Recent budget changes have stirred discussions about potential impacts on the UK rental market.
- A rise in Stamp Duty for second homes threatens to shrink rental housing supply.
- Investors may exit the market due to increased financial burdens.
- Unchanged Capital Gains Tax rates for residential properties offer some relief.
- The ongoing adjustments could lead to higher rents due to reduced availability.
In the wake of the latest budget announcement, a significant shift in the United Kingdom’s property landscape is anticipated, with experts warning of substantial impacts on the rental market. NAVA Propertymark has voiced its apprehensions regarding the increased Stamp Duty, which saw a hike from 3% to 5% for second homes as of 31 October 2024. This move, according to the body, is likely to dissuade investors from the private rental sector, thereby dwindling the stock of rental homes. The potential consequence of this is a rise in rental prices as the supply struggles to meet demand.

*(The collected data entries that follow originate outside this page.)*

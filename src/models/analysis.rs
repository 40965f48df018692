use chrono::NaiveDateTime;
use serde::{Deserialize, Serialize};

/// Evaluation depth, ordered from least to most authoritative.
#[derive(Debug, Clone, Copy, PartialEq, Eq, PartialOrd, Ord, Hash, Default, Serialize, Deserialize)]
pub enum AnalysisDepth {
    #[default]
    Unknown,
    Ply(u8),
    Book,
    Roller,
    RollerPlusPlus,
    Rollout,
}

impl AnalysisDepth {
    pub fn label(&self) -> String {
        match self {
            Self::Unknown => "Unknown".to_string(),
            Self::Ply(n) => format!("{n}-ply"),
            Self::Book => "Book".to_string(),
            Self::Roller => "XG Roller".to_string(),
            Self::RollerPlusPlus => "XG Roller++".to_string(),
            Self::Rollout => "Rollout".to_string(),
        }
    }
}

/// Winning chances from the point of view of the player on roll, in percent.
#[derive(Debug, Clone, Copy, PartialEq, Default, Serialize, Deserialize)]
pub struct WinChances {
    pub player_win: f64,
    pub player_gammon: f64,
    pub player_backgammon: f64,
    pub opponent_win: f64,
    pub opponent_gammon: f64,
    pub opponent_backgammon: f64,
}

#[derive(Debug, Clone, PartialEq, Serialize, Deserialize)]
pub struct CheckerMoveEval {
    pub index: usize,
    pub depth: AnalysisDepth,
    pub move_text: String,
    pub equity: f64,
    pub equity_error: Option<f64>,
    pub chances: WinChances,
}

#[derive(Debug, Clone, PartialEq, Serialize, Deserialize)]
pub struct CubeEvaluation {
    pub depth: AnalysisDepth,
    pub chances: WinChances,
    pub cubeful_no_double: f64,
    pub cubeful_double_take: f64,
    pub cubeful_double_pass: f64,
    pub best_action: String,
}

impl CubeEvaluation {
    /// Best cube action given the three cubeful equities: the opponent picks
    /// the smaller of take/pass, the doubler picks the larger of that and
    /// no-double.
    pub fn best_action_for(no_double: f64, double_take: f64, double_pass: f64) -> &'static str {
        let effective_double = double_take.min(double_pass);
        if effective_double > no_double {
            if double_take <= double_pass {
                "Double, Take"
            } else {
                "Double, Pass"
            }
        } else {
            "No Double"
        }
    }
}

/// Everything known about one position, merged across every import that
/// reached it.
#[derive(Debug, Clone, PartialEq, Serialize, Deserialize)]
pub struct PositionAnalysis {
    pub engine: String,
    pub checker_moves: Vec<CheckerMoveEval>,
    pub cube: Option<CubeEvaluation>,
    pub played_moves: Vec<String>,
    pub played_cube_actions: Vec<String>,
    pub created_at: NaiveDateTime,
    pub modified_at: NaiveDateTime,
}

impl PositionAnalysis {
    pub fn new(engine: &str) -> Self {
        let now = chrono::Local::now().naive_local();
        Self {
            engine: engine.to_string(),
            checker_moves: Vec::new(),
            cube: None,
            played_moves: Vec::new(),
            played_cube_actions: Vec::new(),
            created_at: now,
            modified_at: now,
        }
    }

    pub fn is_empty(&self) -> bool {
        self.checker_moves.is_empty()
            && self.cube.is_none()
            && self.played_moves.is_empty()
            && self.played_cube_actions.is_empty()
    }
}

Further complicating the situation is the adjustment in Capital Gains Tax (CGT) rates, which although have remained constant for residential properties at 18% for the basic rate and 24% for the higher rate, pose concerns for those with non-residential holdings. Propertymark’s president, Stuart Collar-Brown, highlighted the risk this places on investors likely retreating from the market, exacerbating the shortage of rental homes.
Collar-Brown noted that the budget reflects mixed reactions from stakeholders. On one hand, the unchanged CGT rates bring some relief to residential property investors. On the other, the increased Stamp Duty highlights the potential for negative outcomes such as decreased private rental stock, inevitably driving up rental prices given the supply constraints.
The recent budget adjustments pose a dual challenge for the UK rental market, threatening both investor participation and housing availability.